Problem statement. Give the count of lines in the records below that contain "description", with no other words.

(Collected data)
------------------------------
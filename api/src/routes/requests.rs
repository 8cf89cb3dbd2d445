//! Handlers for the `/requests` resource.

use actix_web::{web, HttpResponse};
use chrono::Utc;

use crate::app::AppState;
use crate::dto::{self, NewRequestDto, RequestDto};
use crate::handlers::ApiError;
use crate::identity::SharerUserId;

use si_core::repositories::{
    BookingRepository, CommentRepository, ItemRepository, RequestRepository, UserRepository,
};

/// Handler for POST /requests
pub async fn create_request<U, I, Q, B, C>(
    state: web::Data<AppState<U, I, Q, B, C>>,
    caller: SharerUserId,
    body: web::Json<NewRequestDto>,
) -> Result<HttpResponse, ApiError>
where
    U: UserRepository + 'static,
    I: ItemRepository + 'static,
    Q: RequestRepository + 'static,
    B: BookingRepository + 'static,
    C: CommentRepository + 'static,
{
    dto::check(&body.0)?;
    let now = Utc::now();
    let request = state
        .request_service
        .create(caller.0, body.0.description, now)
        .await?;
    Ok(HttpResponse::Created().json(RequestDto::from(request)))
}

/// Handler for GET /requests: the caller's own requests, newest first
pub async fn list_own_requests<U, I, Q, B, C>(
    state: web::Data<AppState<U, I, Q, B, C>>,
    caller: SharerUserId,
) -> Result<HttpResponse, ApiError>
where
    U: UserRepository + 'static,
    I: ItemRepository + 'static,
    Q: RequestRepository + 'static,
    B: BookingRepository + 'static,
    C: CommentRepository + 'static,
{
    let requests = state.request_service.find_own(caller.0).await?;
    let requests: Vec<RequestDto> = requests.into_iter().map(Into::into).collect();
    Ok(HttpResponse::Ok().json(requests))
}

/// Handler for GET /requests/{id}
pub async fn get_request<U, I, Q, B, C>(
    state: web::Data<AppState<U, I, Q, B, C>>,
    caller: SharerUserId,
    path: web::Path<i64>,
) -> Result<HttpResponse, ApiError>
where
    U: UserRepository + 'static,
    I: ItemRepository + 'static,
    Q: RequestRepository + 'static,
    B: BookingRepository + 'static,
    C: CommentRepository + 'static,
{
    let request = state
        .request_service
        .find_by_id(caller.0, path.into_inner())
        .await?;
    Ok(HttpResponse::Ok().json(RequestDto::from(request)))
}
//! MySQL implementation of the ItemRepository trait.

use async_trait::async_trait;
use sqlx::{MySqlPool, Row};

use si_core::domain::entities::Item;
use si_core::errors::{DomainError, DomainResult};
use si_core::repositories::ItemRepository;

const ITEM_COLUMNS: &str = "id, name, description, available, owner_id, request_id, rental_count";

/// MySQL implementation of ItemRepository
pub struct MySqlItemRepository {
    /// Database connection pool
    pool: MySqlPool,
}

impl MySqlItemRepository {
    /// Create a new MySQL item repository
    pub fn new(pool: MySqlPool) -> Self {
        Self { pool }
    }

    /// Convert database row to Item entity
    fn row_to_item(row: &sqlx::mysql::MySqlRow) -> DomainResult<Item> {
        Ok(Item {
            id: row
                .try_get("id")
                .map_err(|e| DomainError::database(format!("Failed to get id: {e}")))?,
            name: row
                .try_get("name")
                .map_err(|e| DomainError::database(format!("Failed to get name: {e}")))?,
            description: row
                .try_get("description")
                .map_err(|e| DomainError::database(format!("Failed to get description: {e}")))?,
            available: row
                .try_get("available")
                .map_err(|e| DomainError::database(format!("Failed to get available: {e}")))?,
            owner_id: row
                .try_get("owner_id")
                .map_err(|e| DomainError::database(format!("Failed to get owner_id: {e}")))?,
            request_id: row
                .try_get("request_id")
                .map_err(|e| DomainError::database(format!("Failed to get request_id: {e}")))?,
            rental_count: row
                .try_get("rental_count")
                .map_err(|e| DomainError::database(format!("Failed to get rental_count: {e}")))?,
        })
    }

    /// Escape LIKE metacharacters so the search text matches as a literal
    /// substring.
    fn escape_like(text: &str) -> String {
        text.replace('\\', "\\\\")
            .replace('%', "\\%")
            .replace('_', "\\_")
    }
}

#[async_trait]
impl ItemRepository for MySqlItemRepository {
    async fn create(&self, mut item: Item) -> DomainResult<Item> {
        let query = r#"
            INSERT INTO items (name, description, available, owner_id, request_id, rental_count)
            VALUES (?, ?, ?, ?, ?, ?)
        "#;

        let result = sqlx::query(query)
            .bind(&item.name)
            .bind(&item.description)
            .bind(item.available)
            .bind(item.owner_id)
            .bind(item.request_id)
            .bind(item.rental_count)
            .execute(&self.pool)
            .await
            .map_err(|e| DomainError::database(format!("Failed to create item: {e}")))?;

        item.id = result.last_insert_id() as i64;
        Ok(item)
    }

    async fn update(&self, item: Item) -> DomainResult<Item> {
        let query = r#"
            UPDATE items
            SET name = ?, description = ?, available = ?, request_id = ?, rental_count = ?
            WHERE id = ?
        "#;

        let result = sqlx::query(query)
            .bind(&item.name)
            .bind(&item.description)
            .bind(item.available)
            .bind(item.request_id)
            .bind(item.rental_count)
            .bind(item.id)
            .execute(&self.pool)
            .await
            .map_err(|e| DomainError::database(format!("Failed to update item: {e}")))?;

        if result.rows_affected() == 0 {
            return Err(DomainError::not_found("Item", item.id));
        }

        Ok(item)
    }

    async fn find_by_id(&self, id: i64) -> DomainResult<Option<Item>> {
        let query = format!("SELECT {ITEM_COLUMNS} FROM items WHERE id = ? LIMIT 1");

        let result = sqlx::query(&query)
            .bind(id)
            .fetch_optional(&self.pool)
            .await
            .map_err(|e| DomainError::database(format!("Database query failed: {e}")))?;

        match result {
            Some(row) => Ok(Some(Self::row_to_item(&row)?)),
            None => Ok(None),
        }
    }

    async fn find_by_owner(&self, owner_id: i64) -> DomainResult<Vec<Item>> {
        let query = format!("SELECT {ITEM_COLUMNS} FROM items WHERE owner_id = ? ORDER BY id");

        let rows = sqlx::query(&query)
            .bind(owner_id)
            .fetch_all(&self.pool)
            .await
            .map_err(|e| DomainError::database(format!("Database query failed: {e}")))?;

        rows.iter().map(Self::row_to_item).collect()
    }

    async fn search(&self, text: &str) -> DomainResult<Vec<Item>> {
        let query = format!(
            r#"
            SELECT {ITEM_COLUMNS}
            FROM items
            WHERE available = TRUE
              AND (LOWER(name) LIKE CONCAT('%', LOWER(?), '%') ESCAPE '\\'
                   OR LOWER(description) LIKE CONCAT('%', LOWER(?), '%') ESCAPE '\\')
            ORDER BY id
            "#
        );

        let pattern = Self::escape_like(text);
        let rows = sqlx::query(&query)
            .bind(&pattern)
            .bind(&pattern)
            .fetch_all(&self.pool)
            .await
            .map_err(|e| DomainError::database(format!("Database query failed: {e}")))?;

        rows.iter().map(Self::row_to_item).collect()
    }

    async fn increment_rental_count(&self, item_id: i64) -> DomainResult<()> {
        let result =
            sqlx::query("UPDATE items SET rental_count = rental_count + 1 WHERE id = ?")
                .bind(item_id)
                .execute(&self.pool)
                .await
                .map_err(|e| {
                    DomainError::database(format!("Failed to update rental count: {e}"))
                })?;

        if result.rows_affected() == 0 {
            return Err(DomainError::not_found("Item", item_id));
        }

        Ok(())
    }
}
------------------------------
Your solution. 10